Our DirectFlash technology allows us to ship much denser systems without sacrificing performance in the way that large HDDs or SSDs would, which results in being able to provide several times more raw storage behind the same amount of compute that other systems can.
And then with the operating savings we give customers in lower power, cooling, and space costs, as well as reliability and service lifetimes – we can make flash very compelling compared to HDD-based systems on a TCO-basis.
Pure Prediction – 3: The workloads that dominate companies’ IT and strategic agendas are increasingly based on modern machine generated unstructured data which is incompatible with the spinning disk.
Blocks & Files: Why is machine-generated data incompatible with spinning disk? It needs to be stored and disk storage is cheaper than flash storage. What is the problem?
Ajay Singh: Unstructured data tends to be produced and accessed in much more unpredictable and highly concurrent ways – mostly as a result of the applications interacting with the data. Structured data tends to be beholden to a single application, which drives one type of access pattern and moderate parallelism.
Some forms of unstructured data, particularly those involved in analytics / data pipelines or technical computing, tend to be fanned in and out of larger scale-out applications / compute tiers, which results in highly parallel and less predictable data access patterns – something that is much more challenging for mechanical disk-based systems to manage.
Pure Prediction – 4: The pandemic has forced organizations to look at the human touch points associated with forklift upgrades, painful upgrades, and unplanned outages – and the need to eliminate them. Flash is better enabled by software and significantly more reliable.
Blocks & Files: Prove it. High-availability disk drive arrays can have non-painful, non-forklift upgrades and can be free from outages. Such things are not inherently media-centric. Why is flash better enabled by software than disk and what is it better enabled for? What numbers are you using to justify the statement that flash is significantly more reliable than disk?

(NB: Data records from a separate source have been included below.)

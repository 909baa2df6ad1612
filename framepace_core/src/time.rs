// Copyright 2026 the Framepace Authors
// SPDX-License-Identifier: Apache-2.0 OR MIT

//! Monotonic host time and tick-rate conversion.
//!
//! [`HostTime`] represents a point in time as platform-native monotonic ticks
//! (e.g. `QueryPerformanceCounter` on Windows, `mach_absolute_time` on macOS,
//! `CLOCK_MONOTONIC` nanoseconds on Linux).
//!
//! [`TickRate`] is the counter frequency in ticks per second. It is queried
//! once at start-up and used only where ticks have to become seconds, which
//! is at callback boundaries and in diagnostics.
//!
//! [`Duration`] represents a duration in the same tick units as [`HostTime`].
//! Conversions use `u128` intermediates to avoid overflow.

use core::fmt;
use core::ops::{Add, AddAssign, Sub, SubAssign};

/// A point in time expressed as platform-native monotonic ticks.
#[derive(Clone, Copy, PartialEq, Eq, PartialOrd, Ord, Hash, Default)]
pub struct HostTime(pub u64);

impl HostTime {
    /// Returns the raw tick value.
    #[inline]
    #[must_use]
    pub const fn ticks(self) -> u64 {
        self.0
    }

    /// Returns the duration between `self` and an earlier time, or zero if
    /// `earlier` is after `self`.
    #[inline]
    #[must_use]
    pub const fn saturating_duration_since(self, earlier: Self) -> Duration {
        Duration(self.0.saturating_sub(earlier.0))
    }

    /// Returns the signed tick distance `self - other`.
    ///
    /// Saturates at the `i64` range, which is far beyond any real counter
    /// span.
    #[inline]
    #[must_use]
    pub const fn signed_ticks_since(self, other: Self) -> i64 {
        let wide = self.0 as i128 - other.0 as i128;
        if wide > i64::MAX as i128 {
            i64::MAX
        } else if wide < i64::MIN as i128 {
            i64::MIN
        } else {
            #[expect(
                clippy::cast_possible_truncation,
                reason = "range checked against i64 bounds above"
            )]
            let narrow = wide as i64;
            narrow
        }
    }
}

impl Add<Duration> for HostTime {
    type Output = Self;

    #[inline]
    fn add(self, rhs: Duration) -> Self {
        Self(self.0 + rhs.0)
    }
}

impl AddAssign<Duration> for HostTime {
    #[inline]
    fn add_assign(&mut self, rhs: Duration) {
        self.0 += rhs.0;
    }
}

impl Sub<Duration> for HostTime {
    type Output = Self;

    #[inline]
    fn sub(self, rhs: Duration) -> Self {
        Self(self.0 - rhs.0)
    }
}

impl fmt::Debug for HostTime {
    fn fmt(&self, f: &mut fmt::Formatter<'_>) -> fmt::Result {
        write!(f, "HostTime({})", self.0)
    }
}

/// Counter frequency in ticks per second.
///
/// The correct value comes from the platform clock (e.g.
/// `QueryPerformanceFrequency`). [`TickRate::NANOS`] covers clocks that
/// already count nanoseconds.
#[derive(Clone, Copy, PartialEq, Eq, Hash)]
pub struct TickRate(u64);

impl TickRate {
    /// One tick per nanosecond.
    pub const NANOS: Self = Self(1_000_000_000);

    /// One tick per microsecond.
    pub const MICROS: Self = Self(1_000_000);

    /// Creates a tick rate from a counter frequency.
    ///
    /// # Panics
    ///
    /// Panics if `ticks_per_second` is zero.
    #[inline]
    #[must_use]
    pub const fn new(ticks_per_second: u64) -> Self {
        assert!(ticks_per_second != 0, "tick rate must not be zero");
        Self(ticks_per_second)
    }

    /// Returns the counter frequency.
    #[inline]
    #[must_use]
    pub const fn ticks_per_second(self) -> u64 {
        self.0
    }

    /// Converts a tick count to nanoseconds.
    #[inline]
    #[must_use]
    #[expect(
        clippy::cast_possible_truncation,
        reason = "u128 intermediate avoids overflow; truncation back to u64 is intentional"
    )]
    pub const fn ticks_to_nanos(self, ticks: u64) -> u64 {
        let wide = ticks as u128 * 1_000_000_000 / self.0 as u128;
        wide as u64
    }

    /// Converts seconds to a tick count, truncating toward zero.
    ///
    /// Negative and NaN inputs yield zero; values beyond the `u64` range
    /// saturate.
    #[inline]
    #[must_use]
    #[expect(
        clippy::cast_possible_truncation,
        reason = "float-to-int `as` saturates and truncation toward zero is intended"
    )]
    pub fn secs_to_ticks(self, secs: f64) -> u64 {
        (secs * self.0 as f64) as u64
    }

    /// Returns the period of a signal at `hz`, in ticks.
    ///
    /// Returns `None` when `hz` is zero, negative, or not finite, which is
    /// how an unknown display mode is usually reported.
    #[must_use]
    #[expect(
        clippy::cast_possible_truncation,
        reason = "float-to-int `as` saturates and truncation toward zero is intended"
    )]
    pub fn period_for_hz(self, hz: f64) -> Option<Duration> {
        if !hz.is_finite() || hz <= 0.0 {
            return None;
        }
        let ticks = (self.0 as f64 / hz) as u64;
        (ticks > 0).then_some(Duration(ticks))
    }
}

impl fmt::Debug for TickRate {
    fn fmt(&self, f: &mut fmt::Formatter<'_>) -> fmt::Result {
        write!(f, "TickRate({}/s)", self.0)
    }
}

/// A duration in platform-native ticks.
///
/// Arithmetic uses the same tick units as [`HostTime`].
#[derive(Clone, Copy, PartialEq, Eq, PartialOrd, Ord, Hash, Default)]
pub struct Duration(pub u64);

impl Duration {
    /// A zero-length duration.
    pub const ZERO: Self = Self(0);

    /// Returns the raw tick value.
    #[inline]
    #[must_use]
    pub const fn ticks(self) -> u64 {
        self.0
    }

    /// Returns `true` if this duration is zero ticks long.
    #[inline]
    #[must_use]
    pub const fn is_zero(self) -> bool {
        self.0 == 0
    }

    /// Converts this duration to seconds.
    #[inline]
    #[must_use]
    pub fn as_secs_f64(self, rate: TickRate) -> f64 {
        self.0 as f64 / rate.ticks_per_second() as f64
    }

    /// Creates a duration from seconds, see [`TickRate::secs_to_ticks`].
    #[inline]
    #[must_use]
    pub fn from_secs_f64(secs: f64, rate: TickRate) -> Self {
        Self(rate.secs_to_ticks(secs))
    }

    /// Saturating addition.
    #[inline]
    #[must_use]
    pub const fn saturating_add(self, rhs: Self) -> Self {
        Self(self.0.saturating_add(rhs.0))
    }

    /// Saturating subtraction.
    #[inline]
    #[must_use]
    pub const fn saturating_sub(self, rhs: Self) -> Self {
        Self(self.0.saturating_sub(rhs.0))
    }

    /// Returns `self / rhs` as a float, or zero if `rhs` is zero.
    #[inline]
    #[must_use]
    pub fn ratio(self, rhs: Self) -> f64 {
        if rhs.0 == 0 {
            0.0
        } else {
            self.0 as f64 / rhs.0 as f64
        }
    }
}

impl Add for Duration {
    type Output = Self;

    #[inline]
    fn add(self, rhs: Self) -> Self {
        Self(self.0 + rhs.0)
    }
}

impl AddAssign for Duration {
    #[inline]
    fn add_assign(&mut self, rhs: Self) {
        self.0 += rhs.0;
    }
}

impl Sub for Duration {
    type Output = Self;

    #[inline]
    fn sub(self, rhs: Self) -> Self {
        Self(self.0 - rhs.0)
    }
}

impl SubAssign for Duration {
    #[inline]
    fn sub_assign(&mut self, rhs: Self) {
        self.0 -= rhs.0;
    }
}

impl fmt::Debug for Duration {
    fn fmt(&self, f: &mut fmt::Formatter<'_>) -> fmt::Result {
        write!(f, "Duration({})", self.0)
    }
}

Ajay Singh: Pure’s flash is significantly more reliable than disk. We look at industry data on annualized failure rates (AFR) of HDDs and SSDs, and compared to our own fleet reliability data (DirectFlash modules that Pure has shipped, is supporting, and is monitoring through phone home telemetry), our flash modules are significantly more reliable as measured by our own annualized return rates.
This advantage compared to HDDs, is largely from avoiding environmental or mechanical failures, and compared to SSDs is largely from far simpler firmware in the drives (due to DirectFlash software), and much better media endurance due to Purity’s flash awareness and optimizing for P/E cycles.
Pure Prediction – 5: Truly elastic “as-a-service consumption” is delivering the agility that organizations need as they evolve to distributed cloud architectures. Flash is more agile and efficient.
Blocks & Files: Are you saying that disk storage cannot be used in an elastic “as-a-service consumption way? Why not? The hyperscalers use disk storage in an as-a-service way so they find it agile and efficient. What numbers are you using to justify this claim? Which hyperscalers have abandoned disk storage?
Ajay Singh: This is more a comment on the as-a-Service experience built on enterprise arrays – hyperscalers have built their services on significantly different infrastructure (SW and HW) than the typical enterprise has or needs.
Within the context of enterprise-class systems, Pure’s flash-based systems are able to serve a wide range of workloads, over a wide range of performance and capacity points, with a single set of HW building blocks, a largely shared SW codebase, and 2 core architectures. This is contrasted against many other systems needing to be more specifically configured/tuned for different workload types, making it much more difficult to deliver a truly seamless “as-a-Service” experience based on it.